__Dataset excerpts__:
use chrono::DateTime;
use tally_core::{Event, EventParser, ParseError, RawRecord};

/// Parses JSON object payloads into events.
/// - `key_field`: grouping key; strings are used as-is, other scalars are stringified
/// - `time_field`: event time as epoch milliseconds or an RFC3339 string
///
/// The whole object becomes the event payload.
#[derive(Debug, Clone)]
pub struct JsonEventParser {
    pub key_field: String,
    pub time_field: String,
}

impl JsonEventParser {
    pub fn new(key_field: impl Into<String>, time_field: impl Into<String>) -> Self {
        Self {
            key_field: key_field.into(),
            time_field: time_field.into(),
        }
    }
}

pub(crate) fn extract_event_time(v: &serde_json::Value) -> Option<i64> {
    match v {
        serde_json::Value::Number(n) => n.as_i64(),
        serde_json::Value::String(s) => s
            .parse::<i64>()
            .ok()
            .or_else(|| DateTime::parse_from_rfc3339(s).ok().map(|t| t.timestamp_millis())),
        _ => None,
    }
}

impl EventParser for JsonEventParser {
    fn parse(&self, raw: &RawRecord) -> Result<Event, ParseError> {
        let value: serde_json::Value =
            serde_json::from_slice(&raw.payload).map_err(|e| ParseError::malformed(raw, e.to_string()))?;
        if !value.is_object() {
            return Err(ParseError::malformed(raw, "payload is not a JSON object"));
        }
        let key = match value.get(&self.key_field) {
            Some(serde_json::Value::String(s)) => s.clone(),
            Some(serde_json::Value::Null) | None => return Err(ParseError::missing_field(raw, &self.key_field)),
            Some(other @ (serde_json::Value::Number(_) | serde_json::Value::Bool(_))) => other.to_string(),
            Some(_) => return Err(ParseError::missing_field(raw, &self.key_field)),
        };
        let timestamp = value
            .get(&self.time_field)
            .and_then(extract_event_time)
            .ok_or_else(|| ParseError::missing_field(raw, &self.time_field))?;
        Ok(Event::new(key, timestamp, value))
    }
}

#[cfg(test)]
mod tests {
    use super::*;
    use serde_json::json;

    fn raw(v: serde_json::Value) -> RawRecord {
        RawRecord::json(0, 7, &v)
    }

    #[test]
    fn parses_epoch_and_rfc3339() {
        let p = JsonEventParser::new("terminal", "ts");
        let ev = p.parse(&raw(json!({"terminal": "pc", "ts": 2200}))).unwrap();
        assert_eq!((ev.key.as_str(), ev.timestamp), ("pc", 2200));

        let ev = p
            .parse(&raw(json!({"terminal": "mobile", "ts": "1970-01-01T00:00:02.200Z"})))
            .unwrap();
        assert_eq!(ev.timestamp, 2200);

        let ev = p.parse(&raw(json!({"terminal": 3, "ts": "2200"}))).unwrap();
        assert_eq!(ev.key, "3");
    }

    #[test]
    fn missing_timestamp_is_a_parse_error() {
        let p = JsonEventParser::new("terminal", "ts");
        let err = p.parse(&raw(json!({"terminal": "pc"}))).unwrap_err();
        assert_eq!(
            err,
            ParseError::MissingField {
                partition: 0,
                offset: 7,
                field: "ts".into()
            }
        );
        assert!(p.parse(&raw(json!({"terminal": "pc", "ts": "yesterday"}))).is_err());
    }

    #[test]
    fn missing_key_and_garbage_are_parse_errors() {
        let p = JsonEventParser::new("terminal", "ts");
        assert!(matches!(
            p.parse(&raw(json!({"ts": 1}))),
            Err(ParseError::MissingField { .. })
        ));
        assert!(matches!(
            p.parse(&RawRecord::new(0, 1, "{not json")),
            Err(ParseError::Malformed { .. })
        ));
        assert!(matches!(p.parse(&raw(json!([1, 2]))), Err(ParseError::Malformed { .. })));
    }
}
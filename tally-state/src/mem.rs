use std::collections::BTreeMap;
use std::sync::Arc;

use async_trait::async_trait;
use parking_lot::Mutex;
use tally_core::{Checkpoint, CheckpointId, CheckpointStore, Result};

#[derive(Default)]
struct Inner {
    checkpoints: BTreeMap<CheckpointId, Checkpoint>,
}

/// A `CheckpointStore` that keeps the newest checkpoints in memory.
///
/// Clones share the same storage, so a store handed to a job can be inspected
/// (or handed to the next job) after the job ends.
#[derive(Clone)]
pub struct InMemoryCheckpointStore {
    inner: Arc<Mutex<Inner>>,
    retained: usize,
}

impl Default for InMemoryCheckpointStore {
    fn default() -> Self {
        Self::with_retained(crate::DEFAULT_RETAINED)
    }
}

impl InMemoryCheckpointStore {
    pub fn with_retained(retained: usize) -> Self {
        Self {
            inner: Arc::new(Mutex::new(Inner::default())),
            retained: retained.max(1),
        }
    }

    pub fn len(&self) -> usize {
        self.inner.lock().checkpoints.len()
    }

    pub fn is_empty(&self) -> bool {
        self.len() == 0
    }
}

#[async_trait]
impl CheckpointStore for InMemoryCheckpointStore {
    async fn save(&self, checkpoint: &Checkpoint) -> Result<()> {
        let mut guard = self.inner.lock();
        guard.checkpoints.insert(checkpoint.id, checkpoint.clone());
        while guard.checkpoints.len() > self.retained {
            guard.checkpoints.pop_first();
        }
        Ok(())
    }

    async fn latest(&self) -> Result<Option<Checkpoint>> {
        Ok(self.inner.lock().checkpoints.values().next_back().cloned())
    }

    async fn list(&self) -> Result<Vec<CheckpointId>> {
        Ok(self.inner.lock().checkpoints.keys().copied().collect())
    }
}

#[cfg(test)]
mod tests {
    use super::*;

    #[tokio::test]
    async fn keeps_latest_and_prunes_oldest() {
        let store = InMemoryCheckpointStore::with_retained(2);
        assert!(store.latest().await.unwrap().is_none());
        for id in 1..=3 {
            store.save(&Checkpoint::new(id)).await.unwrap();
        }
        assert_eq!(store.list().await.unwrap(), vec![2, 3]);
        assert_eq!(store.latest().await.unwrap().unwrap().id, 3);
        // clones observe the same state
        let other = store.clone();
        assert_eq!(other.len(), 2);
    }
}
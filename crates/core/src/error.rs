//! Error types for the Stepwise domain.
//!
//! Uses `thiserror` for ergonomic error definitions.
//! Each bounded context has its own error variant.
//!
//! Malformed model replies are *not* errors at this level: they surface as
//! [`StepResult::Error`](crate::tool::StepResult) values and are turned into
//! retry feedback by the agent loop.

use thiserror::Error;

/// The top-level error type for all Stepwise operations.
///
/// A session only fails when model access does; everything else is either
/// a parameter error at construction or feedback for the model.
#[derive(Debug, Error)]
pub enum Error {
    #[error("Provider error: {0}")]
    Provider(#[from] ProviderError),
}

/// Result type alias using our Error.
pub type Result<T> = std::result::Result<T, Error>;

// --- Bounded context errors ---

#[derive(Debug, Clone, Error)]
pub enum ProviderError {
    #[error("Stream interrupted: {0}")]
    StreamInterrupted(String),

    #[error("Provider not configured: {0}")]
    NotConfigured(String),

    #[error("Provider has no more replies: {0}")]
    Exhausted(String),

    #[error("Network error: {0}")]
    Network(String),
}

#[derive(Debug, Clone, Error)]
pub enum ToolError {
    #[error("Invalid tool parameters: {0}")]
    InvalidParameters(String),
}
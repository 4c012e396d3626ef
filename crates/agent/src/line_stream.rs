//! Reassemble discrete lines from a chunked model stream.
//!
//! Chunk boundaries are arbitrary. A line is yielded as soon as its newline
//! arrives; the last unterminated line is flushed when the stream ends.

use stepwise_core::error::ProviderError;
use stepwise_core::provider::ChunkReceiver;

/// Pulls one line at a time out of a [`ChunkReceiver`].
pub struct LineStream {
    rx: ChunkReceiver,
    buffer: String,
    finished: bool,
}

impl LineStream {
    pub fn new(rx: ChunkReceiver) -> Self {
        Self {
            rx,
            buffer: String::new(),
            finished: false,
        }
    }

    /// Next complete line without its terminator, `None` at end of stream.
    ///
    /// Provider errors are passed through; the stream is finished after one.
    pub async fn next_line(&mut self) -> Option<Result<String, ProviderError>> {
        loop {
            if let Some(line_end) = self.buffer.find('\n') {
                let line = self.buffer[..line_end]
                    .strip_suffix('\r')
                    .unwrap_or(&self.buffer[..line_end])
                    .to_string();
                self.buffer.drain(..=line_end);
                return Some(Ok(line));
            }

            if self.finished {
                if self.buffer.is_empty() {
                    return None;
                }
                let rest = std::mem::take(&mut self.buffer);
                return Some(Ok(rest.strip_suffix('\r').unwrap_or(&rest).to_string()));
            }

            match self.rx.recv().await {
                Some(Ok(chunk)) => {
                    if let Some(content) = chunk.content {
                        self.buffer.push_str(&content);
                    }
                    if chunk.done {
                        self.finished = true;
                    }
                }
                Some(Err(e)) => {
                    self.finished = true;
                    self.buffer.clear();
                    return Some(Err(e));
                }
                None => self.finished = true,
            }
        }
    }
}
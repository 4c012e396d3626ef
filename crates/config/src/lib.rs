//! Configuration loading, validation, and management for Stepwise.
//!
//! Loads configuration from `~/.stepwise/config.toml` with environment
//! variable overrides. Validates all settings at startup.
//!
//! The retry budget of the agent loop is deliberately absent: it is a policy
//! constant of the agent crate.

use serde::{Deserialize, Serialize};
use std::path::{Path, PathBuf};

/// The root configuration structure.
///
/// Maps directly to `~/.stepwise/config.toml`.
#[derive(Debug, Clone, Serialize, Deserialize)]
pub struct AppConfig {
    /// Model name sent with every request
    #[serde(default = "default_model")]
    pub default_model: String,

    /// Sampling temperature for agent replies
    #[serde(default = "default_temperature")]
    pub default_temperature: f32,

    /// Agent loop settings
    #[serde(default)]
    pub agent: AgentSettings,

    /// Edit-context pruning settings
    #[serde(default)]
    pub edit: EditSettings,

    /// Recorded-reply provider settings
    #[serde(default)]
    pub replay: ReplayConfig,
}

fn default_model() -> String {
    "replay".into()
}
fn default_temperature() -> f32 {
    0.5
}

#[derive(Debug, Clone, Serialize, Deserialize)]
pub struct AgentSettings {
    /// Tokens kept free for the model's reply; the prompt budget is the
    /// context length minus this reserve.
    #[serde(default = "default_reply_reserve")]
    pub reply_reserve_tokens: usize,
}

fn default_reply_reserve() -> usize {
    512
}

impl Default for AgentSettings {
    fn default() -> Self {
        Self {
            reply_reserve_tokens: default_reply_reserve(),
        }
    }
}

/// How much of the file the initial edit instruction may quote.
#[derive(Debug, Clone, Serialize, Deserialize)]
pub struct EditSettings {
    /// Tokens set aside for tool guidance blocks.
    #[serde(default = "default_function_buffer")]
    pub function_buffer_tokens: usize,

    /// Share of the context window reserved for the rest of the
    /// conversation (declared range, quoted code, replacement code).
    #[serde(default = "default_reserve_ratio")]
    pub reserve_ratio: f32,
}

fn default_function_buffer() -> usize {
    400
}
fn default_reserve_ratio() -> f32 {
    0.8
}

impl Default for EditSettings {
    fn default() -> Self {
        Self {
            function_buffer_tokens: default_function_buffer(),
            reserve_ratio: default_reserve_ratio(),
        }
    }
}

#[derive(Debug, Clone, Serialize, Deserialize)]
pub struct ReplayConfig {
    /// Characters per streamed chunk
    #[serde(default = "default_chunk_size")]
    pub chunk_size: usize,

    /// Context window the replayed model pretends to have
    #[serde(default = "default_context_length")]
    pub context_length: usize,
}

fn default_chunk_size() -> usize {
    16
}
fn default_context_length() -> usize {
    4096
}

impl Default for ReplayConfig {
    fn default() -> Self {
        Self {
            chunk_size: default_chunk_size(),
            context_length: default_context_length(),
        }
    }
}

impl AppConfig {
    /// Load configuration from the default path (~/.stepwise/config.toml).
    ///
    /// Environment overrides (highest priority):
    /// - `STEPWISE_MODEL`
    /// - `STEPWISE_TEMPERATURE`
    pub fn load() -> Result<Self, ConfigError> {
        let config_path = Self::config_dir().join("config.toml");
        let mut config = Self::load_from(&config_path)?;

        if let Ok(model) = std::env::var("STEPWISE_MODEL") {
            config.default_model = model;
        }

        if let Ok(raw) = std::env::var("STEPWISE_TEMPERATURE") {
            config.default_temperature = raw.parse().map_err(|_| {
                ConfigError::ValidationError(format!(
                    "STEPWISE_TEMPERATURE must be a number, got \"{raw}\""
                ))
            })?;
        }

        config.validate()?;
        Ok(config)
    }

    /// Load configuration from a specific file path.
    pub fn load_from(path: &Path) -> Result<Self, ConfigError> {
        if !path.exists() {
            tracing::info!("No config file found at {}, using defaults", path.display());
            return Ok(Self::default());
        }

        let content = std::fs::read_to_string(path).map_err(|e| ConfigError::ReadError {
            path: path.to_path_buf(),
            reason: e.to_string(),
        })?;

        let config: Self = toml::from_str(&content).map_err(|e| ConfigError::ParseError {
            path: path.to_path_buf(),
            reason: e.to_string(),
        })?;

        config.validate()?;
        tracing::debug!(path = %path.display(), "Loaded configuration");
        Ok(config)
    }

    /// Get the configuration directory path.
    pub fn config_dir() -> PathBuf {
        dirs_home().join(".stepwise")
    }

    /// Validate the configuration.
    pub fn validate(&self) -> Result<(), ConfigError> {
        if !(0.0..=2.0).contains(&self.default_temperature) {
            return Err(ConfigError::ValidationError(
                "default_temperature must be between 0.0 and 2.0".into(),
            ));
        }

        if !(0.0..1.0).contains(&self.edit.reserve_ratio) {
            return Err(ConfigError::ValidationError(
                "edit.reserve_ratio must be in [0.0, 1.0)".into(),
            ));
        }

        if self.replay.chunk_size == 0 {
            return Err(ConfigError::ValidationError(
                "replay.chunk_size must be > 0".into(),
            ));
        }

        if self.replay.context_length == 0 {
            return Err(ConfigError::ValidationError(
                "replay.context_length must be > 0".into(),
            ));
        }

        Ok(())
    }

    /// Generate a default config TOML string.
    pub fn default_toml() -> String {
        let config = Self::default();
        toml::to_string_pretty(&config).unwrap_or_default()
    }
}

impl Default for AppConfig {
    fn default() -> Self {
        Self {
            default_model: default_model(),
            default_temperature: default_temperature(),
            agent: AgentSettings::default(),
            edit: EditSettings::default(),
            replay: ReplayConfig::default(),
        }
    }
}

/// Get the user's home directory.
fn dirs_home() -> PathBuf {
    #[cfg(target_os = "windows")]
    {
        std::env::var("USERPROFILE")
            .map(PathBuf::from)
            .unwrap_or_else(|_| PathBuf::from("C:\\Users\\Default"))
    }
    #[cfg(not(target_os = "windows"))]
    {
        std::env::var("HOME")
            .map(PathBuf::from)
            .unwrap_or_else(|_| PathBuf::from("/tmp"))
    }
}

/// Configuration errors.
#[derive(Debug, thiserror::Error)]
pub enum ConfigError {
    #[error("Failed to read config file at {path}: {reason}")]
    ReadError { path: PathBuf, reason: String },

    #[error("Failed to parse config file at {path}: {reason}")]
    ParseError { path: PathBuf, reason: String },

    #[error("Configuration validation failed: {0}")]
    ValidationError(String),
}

__Prompt__: Select every line above that contains the word "Option", and copy it.

__Answer space__:
pub(crate) fn extract_event_time(v: &serde_json::Value) -> Option<i64> {
    async fn latest(&self) -> Result<Option<Checkpoint>> {
    pub async fn next_line(&mut self) -> Option<Result<String, ProviderError>> {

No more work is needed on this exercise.